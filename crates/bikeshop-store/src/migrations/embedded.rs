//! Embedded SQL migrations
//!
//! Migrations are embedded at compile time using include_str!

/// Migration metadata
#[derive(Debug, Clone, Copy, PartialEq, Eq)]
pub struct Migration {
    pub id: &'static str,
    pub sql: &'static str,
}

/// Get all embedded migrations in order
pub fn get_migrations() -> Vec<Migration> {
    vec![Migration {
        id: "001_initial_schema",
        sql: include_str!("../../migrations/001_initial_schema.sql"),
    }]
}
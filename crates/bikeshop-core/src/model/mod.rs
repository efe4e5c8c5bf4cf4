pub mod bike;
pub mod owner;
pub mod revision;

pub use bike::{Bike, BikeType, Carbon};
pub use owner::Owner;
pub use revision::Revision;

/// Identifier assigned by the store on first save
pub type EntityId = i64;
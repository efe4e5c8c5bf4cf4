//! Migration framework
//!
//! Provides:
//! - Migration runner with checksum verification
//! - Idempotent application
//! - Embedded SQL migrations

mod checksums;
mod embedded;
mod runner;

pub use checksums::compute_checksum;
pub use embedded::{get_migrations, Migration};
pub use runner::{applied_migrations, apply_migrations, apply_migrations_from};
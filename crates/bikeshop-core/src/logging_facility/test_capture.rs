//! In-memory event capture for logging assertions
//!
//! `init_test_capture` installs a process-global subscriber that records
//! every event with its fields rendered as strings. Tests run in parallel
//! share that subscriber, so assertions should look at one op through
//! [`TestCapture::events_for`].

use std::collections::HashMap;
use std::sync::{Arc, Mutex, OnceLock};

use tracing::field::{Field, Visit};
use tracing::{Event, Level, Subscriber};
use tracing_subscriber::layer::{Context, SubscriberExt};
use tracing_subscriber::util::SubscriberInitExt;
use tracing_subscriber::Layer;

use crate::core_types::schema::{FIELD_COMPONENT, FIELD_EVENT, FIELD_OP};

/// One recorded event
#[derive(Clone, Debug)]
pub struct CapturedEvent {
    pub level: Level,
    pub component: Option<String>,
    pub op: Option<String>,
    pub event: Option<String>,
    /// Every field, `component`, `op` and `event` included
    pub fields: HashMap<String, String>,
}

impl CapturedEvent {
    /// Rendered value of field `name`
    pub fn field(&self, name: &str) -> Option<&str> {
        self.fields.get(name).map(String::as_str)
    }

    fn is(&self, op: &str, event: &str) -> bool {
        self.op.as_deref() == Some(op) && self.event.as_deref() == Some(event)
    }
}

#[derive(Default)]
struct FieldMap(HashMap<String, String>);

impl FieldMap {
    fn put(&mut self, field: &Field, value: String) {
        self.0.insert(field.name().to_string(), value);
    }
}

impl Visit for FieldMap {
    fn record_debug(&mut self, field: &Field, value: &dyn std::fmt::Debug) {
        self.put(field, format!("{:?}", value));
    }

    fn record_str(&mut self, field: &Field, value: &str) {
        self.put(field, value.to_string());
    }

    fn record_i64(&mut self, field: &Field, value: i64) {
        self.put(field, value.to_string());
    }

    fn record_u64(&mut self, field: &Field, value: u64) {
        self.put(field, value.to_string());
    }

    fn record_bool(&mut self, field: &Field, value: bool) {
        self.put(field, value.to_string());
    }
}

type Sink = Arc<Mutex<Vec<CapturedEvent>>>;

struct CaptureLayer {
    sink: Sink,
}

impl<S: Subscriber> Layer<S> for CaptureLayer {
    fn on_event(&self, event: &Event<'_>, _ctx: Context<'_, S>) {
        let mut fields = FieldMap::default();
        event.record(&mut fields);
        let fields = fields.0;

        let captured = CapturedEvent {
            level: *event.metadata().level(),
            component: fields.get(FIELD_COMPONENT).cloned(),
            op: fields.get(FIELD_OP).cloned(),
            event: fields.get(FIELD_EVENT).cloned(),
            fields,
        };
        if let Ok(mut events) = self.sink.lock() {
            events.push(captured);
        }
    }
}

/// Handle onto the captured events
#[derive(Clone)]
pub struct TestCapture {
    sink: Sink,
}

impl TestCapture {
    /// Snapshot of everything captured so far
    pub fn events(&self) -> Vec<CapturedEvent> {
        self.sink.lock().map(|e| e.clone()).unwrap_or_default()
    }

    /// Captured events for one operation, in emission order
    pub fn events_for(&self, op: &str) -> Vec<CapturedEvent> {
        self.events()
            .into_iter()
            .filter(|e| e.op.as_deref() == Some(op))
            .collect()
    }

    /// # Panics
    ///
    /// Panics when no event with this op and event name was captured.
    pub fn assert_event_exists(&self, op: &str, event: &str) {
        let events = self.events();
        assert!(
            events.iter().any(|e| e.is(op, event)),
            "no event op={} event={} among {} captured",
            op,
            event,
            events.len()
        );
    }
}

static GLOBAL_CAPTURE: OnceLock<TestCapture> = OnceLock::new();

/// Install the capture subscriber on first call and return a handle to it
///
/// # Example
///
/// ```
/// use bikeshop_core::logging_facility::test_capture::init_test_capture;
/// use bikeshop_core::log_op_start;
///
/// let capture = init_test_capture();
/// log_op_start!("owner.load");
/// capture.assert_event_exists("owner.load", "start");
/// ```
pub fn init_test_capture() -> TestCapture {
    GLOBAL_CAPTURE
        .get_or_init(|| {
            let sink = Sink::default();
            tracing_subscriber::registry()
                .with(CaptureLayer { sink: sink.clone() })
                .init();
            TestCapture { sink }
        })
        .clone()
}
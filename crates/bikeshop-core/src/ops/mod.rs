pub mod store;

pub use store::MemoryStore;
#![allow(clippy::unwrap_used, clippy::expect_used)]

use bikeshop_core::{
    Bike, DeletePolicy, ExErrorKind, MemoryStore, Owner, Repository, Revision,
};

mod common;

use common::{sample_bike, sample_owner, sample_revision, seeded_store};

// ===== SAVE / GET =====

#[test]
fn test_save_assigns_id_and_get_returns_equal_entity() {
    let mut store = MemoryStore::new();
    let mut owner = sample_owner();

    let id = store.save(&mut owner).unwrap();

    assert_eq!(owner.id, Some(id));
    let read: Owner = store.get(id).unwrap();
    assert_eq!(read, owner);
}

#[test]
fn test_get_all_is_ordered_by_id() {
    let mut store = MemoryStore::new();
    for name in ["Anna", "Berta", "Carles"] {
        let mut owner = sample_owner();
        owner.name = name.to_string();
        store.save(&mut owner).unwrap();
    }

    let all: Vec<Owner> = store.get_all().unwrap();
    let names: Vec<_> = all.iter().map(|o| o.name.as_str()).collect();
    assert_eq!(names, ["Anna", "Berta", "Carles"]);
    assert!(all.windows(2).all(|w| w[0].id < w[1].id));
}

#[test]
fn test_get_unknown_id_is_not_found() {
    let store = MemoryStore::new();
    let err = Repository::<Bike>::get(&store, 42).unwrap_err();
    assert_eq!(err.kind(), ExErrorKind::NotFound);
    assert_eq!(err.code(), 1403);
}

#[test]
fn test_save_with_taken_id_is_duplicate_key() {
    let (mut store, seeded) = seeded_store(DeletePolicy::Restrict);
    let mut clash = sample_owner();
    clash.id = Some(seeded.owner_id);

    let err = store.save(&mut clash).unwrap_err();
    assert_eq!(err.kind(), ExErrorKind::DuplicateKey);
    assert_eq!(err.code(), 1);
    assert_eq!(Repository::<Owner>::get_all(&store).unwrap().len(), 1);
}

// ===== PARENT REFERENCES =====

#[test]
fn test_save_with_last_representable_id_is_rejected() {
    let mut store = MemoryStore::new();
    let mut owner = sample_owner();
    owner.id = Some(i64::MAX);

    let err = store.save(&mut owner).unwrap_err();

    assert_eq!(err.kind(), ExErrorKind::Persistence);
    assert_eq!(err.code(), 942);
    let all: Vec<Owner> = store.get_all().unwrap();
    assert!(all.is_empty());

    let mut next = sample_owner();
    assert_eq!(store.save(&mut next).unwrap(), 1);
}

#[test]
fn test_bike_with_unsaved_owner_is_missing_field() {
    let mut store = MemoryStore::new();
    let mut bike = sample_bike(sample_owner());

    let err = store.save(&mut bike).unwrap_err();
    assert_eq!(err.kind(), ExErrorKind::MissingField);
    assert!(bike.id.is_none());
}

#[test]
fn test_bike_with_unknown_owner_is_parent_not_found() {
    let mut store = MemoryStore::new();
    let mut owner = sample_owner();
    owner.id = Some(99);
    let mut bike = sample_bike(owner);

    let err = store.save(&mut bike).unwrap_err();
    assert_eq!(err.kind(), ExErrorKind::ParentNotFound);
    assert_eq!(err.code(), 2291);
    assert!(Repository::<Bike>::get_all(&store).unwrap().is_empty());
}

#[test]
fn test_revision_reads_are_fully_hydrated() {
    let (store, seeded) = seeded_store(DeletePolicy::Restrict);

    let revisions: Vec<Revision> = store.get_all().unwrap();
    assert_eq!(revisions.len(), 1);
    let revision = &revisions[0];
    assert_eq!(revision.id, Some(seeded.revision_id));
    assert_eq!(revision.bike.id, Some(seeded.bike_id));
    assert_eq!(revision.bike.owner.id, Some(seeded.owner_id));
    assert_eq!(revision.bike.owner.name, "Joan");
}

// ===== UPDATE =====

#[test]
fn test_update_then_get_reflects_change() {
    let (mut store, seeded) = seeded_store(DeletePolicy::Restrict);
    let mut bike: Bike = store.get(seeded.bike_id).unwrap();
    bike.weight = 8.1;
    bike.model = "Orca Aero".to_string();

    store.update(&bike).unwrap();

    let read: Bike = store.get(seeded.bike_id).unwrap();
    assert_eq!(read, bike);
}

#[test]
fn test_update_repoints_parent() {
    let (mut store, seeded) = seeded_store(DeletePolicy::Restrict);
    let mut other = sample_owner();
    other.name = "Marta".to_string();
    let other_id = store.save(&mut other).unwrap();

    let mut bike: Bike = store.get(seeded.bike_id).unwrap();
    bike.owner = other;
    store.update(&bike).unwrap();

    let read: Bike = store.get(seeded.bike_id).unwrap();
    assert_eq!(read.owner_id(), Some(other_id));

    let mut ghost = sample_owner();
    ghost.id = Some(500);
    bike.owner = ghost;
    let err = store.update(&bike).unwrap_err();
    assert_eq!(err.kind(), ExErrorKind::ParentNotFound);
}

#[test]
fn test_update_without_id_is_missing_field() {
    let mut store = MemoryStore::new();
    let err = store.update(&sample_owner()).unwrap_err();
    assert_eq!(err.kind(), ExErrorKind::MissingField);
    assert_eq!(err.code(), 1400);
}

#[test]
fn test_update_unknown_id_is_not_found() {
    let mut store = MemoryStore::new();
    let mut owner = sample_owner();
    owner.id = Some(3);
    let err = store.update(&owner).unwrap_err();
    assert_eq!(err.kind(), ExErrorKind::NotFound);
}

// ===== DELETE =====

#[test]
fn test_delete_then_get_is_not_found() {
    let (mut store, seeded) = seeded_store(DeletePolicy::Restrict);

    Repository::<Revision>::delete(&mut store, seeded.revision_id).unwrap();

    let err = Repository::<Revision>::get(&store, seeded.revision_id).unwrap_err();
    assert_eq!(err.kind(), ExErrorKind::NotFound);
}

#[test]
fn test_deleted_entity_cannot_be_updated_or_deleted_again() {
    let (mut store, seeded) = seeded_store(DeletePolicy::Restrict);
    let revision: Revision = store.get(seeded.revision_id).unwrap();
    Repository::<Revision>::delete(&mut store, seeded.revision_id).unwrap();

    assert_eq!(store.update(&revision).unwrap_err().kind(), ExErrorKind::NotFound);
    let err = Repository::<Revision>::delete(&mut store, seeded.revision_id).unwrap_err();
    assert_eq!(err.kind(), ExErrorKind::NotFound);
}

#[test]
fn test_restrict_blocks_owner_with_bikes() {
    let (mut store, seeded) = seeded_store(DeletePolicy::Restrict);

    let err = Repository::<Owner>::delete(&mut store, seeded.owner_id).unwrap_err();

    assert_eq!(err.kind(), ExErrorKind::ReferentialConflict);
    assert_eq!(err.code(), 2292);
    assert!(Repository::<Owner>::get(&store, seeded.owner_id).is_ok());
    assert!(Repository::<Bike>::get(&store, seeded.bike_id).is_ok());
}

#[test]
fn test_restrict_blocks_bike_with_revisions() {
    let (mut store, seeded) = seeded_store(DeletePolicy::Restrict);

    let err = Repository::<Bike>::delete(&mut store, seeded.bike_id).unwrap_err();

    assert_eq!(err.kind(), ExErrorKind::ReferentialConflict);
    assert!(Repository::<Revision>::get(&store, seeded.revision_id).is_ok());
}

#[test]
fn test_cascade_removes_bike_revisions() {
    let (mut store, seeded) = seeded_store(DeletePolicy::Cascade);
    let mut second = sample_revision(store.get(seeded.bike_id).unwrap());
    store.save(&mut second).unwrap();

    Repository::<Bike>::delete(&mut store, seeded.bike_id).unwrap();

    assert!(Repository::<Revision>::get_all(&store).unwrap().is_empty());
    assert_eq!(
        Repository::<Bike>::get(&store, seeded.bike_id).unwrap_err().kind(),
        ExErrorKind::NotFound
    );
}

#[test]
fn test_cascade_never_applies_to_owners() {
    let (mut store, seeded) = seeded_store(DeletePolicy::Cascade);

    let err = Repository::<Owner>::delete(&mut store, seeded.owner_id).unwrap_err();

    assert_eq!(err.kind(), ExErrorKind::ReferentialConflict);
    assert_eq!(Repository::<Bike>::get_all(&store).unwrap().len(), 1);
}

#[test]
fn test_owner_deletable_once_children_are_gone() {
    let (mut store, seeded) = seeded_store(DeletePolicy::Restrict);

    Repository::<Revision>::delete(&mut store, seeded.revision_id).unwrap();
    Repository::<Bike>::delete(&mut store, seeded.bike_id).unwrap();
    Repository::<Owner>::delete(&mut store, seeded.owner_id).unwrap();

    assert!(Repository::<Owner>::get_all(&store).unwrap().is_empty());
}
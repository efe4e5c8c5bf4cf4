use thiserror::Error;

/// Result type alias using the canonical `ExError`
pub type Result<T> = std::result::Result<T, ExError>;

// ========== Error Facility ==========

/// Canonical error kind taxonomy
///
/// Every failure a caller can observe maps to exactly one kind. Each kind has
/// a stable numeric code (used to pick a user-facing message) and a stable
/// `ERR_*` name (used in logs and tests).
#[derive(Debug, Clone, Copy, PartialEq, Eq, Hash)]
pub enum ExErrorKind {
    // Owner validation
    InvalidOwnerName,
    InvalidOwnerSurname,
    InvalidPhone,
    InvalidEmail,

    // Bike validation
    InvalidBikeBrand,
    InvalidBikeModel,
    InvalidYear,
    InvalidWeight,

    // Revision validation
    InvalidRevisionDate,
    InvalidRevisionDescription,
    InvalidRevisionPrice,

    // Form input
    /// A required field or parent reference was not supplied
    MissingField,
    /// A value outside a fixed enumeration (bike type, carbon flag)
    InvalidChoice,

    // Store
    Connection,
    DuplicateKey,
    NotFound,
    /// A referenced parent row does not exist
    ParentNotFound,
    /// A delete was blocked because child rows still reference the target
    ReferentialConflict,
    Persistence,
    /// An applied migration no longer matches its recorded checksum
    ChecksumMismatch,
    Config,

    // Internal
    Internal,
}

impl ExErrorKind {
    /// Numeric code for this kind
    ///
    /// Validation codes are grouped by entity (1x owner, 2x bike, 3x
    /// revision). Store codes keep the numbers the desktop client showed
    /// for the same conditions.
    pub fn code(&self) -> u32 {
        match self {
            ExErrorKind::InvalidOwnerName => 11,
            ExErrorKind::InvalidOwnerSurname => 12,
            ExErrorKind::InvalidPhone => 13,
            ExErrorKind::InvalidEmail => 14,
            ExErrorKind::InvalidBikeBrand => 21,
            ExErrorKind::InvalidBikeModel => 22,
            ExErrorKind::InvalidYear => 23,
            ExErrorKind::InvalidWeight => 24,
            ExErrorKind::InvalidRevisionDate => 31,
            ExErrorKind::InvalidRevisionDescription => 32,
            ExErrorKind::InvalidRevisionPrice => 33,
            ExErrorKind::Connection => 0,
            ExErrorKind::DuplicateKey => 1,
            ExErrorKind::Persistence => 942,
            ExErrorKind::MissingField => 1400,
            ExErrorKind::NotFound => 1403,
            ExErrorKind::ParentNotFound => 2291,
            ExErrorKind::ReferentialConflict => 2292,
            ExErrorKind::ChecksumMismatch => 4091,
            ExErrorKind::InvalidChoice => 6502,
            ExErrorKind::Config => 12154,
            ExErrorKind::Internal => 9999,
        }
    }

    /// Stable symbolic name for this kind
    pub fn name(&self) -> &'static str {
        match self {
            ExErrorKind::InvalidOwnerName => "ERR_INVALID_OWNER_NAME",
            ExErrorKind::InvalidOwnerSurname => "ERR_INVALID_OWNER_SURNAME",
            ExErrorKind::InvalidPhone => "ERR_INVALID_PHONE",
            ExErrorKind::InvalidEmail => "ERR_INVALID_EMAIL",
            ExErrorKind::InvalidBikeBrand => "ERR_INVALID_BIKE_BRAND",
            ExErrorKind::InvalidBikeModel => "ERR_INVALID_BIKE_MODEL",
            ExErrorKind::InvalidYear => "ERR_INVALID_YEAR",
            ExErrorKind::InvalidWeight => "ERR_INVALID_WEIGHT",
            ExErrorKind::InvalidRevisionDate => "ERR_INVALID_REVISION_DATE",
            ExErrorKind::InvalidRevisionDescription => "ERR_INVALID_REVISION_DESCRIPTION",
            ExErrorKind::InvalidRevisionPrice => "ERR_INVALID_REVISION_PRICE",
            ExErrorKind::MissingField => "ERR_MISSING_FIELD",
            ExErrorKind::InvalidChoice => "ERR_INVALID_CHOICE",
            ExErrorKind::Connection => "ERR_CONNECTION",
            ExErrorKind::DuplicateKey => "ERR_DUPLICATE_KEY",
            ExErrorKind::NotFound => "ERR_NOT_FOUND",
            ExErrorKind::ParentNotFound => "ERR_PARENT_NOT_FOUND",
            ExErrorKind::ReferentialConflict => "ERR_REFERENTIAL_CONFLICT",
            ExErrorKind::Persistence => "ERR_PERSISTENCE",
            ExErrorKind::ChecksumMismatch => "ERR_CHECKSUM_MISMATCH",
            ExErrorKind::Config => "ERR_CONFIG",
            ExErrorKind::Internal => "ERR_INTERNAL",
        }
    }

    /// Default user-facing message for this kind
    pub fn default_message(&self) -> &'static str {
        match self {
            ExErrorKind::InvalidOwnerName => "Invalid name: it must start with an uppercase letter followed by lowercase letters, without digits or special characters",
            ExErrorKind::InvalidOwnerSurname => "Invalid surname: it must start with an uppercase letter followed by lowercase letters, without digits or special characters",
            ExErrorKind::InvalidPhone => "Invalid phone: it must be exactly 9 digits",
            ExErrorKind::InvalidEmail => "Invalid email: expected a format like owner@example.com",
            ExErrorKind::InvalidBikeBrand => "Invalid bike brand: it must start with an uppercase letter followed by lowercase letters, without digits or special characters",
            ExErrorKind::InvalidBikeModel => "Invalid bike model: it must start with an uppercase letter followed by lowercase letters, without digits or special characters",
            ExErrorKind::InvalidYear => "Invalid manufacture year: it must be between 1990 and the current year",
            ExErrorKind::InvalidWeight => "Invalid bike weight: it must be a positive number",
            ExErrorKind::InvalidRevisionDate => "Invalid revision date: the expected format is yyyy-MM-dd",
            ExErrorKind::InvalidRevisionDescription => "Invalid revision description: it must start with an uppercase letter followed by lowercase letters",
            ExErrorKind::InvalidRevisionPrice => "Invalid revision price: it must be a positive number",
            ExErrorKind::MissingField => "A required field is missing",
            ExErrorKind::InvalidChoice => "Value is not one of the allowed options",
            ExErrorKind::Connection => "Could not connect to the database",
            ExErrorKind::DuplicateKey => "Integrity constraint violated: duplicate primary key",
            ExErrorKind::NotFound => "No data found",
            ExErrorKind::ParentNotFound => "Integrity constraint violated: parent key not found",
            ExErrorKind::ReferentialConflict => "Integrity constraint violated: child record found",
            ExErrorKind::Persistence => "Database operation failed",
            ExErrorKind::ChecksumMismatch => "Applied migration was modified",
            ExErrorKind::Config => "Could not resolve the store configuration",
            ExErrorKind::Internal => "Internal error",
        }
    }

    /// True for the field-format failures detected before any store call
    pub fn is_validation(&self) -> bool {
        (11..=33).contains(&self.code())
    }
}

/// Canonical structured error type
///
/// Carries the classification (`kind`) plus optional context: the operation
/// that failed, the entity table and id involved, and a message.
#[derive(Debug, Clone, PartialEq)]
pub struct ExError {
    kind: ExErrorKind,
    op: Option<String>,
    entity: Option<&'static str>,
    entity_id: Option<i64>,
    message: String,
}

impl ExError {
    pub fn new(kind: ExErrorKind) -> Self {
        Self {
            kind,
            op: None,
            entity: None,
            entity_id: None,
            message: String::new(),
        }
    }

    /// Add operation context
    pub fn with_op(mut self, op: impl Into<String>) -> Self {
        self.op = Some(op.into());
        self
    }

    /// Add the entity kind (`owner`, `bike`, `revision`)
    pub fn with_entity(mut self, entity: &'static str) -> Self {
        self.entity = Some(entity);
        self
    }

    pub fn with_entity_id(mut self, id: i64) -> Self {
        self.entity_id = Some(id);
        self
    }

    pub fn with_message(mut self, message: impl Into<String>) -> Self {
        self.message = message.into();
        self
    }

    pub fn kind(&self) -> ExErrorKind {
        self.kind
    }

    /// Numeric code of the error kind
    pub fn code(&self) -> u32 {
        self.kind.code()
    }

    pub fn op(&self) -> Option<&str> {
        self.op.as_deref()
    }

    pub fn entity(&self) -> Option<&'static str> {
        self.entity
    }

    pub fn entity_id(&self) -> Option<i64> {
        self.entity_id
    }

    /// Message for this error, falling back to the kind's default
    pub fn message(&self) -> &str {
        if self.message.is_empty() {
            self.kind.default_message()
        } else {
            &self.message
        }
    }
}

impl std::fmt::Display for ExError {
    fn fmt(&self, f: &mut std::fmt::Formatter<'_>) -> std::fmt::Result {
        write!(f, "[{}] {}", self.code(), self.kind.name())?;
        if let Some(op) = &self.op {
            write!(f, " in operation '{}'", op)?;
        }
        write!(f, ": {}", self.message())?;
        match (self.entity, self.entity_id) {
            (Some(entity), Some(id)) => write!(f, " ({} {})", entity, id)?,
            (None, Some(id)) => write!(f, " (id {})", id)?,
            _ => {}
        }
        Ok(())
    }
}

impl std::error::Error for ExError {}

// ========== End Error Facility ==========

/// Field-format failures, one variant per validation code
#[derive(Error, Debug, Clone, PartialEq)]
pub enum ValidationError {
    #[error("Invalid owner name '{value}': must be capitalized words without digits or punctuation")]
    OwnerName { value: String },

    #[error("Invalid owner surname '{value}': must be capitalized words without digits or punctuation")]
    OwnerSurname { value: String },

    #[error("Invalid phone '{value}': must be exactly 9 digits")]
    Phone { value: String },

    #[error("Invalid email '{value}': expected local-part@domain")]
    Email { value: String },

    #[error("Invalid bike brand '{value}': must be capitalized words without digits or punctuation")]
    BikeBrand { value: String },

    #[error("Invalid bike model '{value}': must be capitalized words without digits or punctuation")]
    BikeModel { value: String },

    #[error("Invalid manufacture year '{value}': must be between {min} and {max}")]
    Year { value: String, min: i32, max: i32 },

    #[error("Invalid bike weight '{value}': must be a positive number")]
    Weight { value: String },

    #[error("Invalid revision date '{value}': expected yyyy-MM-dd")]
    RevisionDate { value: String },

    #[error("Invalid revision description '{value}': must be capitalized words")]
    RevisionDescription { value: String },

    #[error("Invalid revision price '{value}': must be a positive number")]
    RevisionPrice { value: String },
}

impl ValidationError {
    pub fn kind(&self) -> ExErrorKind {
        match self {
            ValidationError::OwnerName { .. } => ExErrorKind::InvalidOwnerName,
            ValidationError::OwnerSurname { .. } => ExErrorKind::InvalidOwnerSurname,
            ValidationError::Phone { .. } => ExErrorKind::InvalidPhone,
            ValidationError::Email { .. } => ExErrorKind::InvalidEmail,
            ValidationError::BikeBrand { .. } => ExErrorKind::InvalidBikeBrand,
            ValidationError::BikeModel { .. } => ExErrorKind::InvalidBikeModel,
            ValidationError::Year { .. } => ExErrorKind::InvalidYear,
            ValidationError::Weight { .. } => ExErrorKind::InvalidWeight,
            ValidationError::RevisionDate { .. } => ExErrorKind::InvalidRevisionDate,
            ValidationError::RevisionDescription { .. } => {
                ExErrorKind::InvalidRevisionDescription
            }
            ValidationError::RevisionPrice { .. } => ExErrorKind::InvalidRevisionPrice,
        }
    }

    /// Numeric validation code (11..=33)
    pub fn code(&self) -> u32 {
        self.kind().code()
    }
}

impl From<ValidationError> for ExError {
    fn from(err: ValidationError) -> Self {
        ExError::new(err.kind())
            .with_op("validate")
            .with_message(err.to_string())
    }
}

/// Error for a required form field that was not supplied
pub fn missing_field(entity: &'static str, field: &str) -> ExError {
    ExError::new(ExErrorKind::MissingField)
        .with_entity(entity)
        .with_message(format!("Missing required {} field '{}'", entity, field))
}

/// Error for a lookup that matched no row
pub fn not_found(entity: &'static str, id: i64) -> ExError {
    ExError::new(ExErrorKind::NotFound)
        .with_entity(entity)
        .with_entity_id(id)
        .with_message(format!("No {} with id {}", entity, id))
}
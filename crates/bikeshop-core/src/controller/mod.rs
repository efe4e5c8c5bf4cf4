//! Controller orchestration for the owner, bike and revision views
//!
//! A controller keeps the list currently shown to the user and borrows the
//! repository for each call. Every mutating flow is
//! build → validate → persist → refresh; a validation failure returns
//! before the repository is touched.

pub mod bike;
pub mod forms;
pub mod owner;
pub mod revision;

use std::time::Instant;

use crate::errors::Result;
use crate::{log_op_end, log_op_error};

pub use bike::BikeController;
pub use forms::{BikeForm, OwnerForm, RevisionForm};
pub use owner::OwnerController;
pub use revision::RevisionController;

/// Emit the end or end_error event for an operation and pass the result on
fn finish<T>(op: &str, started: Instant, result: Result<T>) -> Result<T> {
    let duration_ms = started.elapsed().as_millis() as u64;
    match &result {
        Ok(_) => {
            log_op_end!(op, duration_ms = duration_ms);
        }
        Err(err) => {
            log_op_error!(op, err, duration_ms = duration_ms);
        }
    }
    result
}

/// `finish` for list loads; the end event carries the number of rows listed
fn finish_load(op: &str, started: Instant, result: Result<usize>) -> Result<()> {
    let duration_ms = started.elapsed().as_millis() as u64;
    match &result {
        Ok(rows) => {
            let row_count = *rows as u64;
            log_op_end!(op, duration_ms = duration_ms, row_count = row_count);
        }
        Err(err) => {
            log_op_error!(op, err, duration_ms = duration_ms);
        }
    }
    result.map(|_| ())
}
####################
TASK INSTRUCTIONS ::
Look above for the line containing "log_op_end!(op, duration_ms = duration_ms, row_count", then transcribe it and all lines after it through the last, exactly and with nothing else.

WRITTEN ANSWER ::
            log_op_end!(op, duration_ms = duration_ms, row_count = row_count);
        }
        Err(err) => {
            log_op_error!(op, err, duration_ms = duration_ms);
        }
    }
    result.map(|_| ())
}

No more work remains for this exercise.